Starbucks, it seems, has an interest in preserving old buildings. They’ve done a fine job with a structure at 7th Street and Osborn, adoring the design with landscape architecture that includes flashy white rocks, designy little cacti, and eye-catchy brick designs. At night, the lighting is sexytime, really jazzing up the corner. Over on Indian School at about 28th Street, an old bank got the Starbucks coffeehouse treatment now with a fantastic patio, exposed wood beams inside, and a low-slung modernist furniture that pays homage to the building itself. The interior’s more Met Home than Dwell, but it’s a fine space with clerestory windows, iron and glass appointments, and a subway tile backspash.

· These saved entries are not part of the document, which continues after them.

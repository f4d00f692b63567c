//! In-memory task store for tests and ephemeral sessions.

use async_trait::async_trait;
use chrono::{DateTime, Utc};
use std::collections::BTreeSet;
use std::sync::{Arc, PoisonError, RwLock};

use crate::task::{
    domain::{PersistedTaskData, Status, Task, TaskId},
    ports::{LoadedTasks, TaskStore, TaskStoreError, TaskStoreResult},
};

/// Thread-safe in-memory task store.
///
/// Rows are kept in insertion order.
#[derive(Debug, Clone, Default)]
pub struct InMemoryTaskStore {
    rows: Arc<RwLock<Vec<Task>>>,
}

impl InMemoryTaskStore {
    /// Creates an empty in-memory store.
    #[must_use]
    pub fn new() -> Self {
        Self::default()
    }

    /// Creates a store pre-populated with `tasks`.
    #[must_use]
    pub fn with_tasks(tasks: impl IntoIterator<Item = Task>) -> Self {
        Self {
            rows: Arc::new(RwLock::new(tasks.into_iter().collect())),
        }
    }

    /// Returns a copy of the stored rows.
    ///
    /// # Errors
    ///
    /// Returns [`TaskStoreError::Persistence`] when the lock is poisoned.
    pub fn snapshot(&self) -> TaskStoreResult<Vec<Task>> {
        let rows = self.rows.read().map_err(poisoned)?;
        Ok(rows.clone())
    }
}

fn poisoned<T>(err: PoisonError<T>) -> TaskStoreError {
    TaskStoreError::persistence(std::io::Error::other(err.to_string()))
}

#[async_trait]
impl TaskStore for InMemoryTaskStore {
    async fn init(&self) -> TaskStoreResult<()> {
        Ok(())
    }

    async fn insert(&self, task: &Task) -> TaskStoreResult<()> {
        let mut rows = self.rows.write().map_err(poisoned)?;
        if rows.iter().any(|row| row.id() == task.id()) {
            return Err(TaskStoreError::DuplicateId(task.id()));
        }
        rows.push(task.clone());
        Ok(())
    }

    async fn select_all(&self) -> TaskStoreResult<LoadedTasks> {
        let rows = self.rows.read().map_err(poisoned)?;
        Ok(LoadedTasks::new(rows.clone()))
    }

    async fn update_status(
        &self,
        id: TaskId,
        status: Status,
        last_updated: DateTime<Utc>,
        completed_at: Option<DateTime<Utc>>,
    ) -> TaskStoreResult<()> {
        let mut rows = self.rows.write().map_err(poisoned)?;
        let row = rows
            .iter_mut()
            .find(|row| row.id() == id)
            .ok_or(TaskStoreError::NotFound(id))?;

        *row = Task::from_persisted(PersistedTaskData {
            id,
            name: row.name().clone(),
            category: row.category().to_owned(),
            status,
            created_at: row.created_at(),
            last_updated,
            completed_at,
        });
        Ok(())
    }

    async fn delete(&self, id: TaskId) -> TaskStoreResult<()> {
        let mut rows = self.rows.write().map_err(poisoned)?;
        rows.retain(|row| row.id() != id);
        Ok(())
    }

    async fn distinct_categories(&self) -> TaskStoreResult<BTreeSet<String>> {
        let rows = self.rows.read().map_err(poisoned)?;
        Ok(rows.iter().map(|row| row.category().to_owned()).collect())
    }
}
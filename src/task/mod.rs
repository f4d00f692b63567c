//! Task tracking core.
//!
//! Tasks move through a fixed status lifecycle, persist through the
//! [`ports::TaskStore`] contract, and are browsed through filtered, sorted
//! projections. The module follows hexagonal architecture:
//!
//! - Domain types in [`domain`]
//! - Port contracts in [`ports`]
//! - Adapter implementations in [`adapters`]
//! - Working set, projection, and session coordination in [`services`]
//!
//! Nothing here depends on a terminal; the front end talks to
//! [`services::Session`] through [`services::Intent`] values and read-only
//! projections.

pub mod adapters;
pub mod domain;
pub mod ports;
pub mod services;

#[cfg(test)]
mod tests;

Over at 7th Avenue and Camelback, the story is less about modern design but more about breaking a curse. That roundish-fronted building that’s held many-a-restaurant over the years is now ready for an eternity of coffee slingin’. We haven’t been inside this one, as the building just opened last week, but we’re happy to see some love given to that struggling strip center.
On our Instagram feed, some people wished for a local restaurant in these spaces rather than a big national chain. But we also hear that this is happening across the country. Starbucksitecture, Modernbucks, whatever it’s called, we’re just happy to see free WiFi with a modern twist. This is happening around the world (heck, did you know there are locations around Chicago serving beer, wine, and small plates, now?), so maybe this is the perfect way for people swallow their disdain for big business and global coffee powerhouses.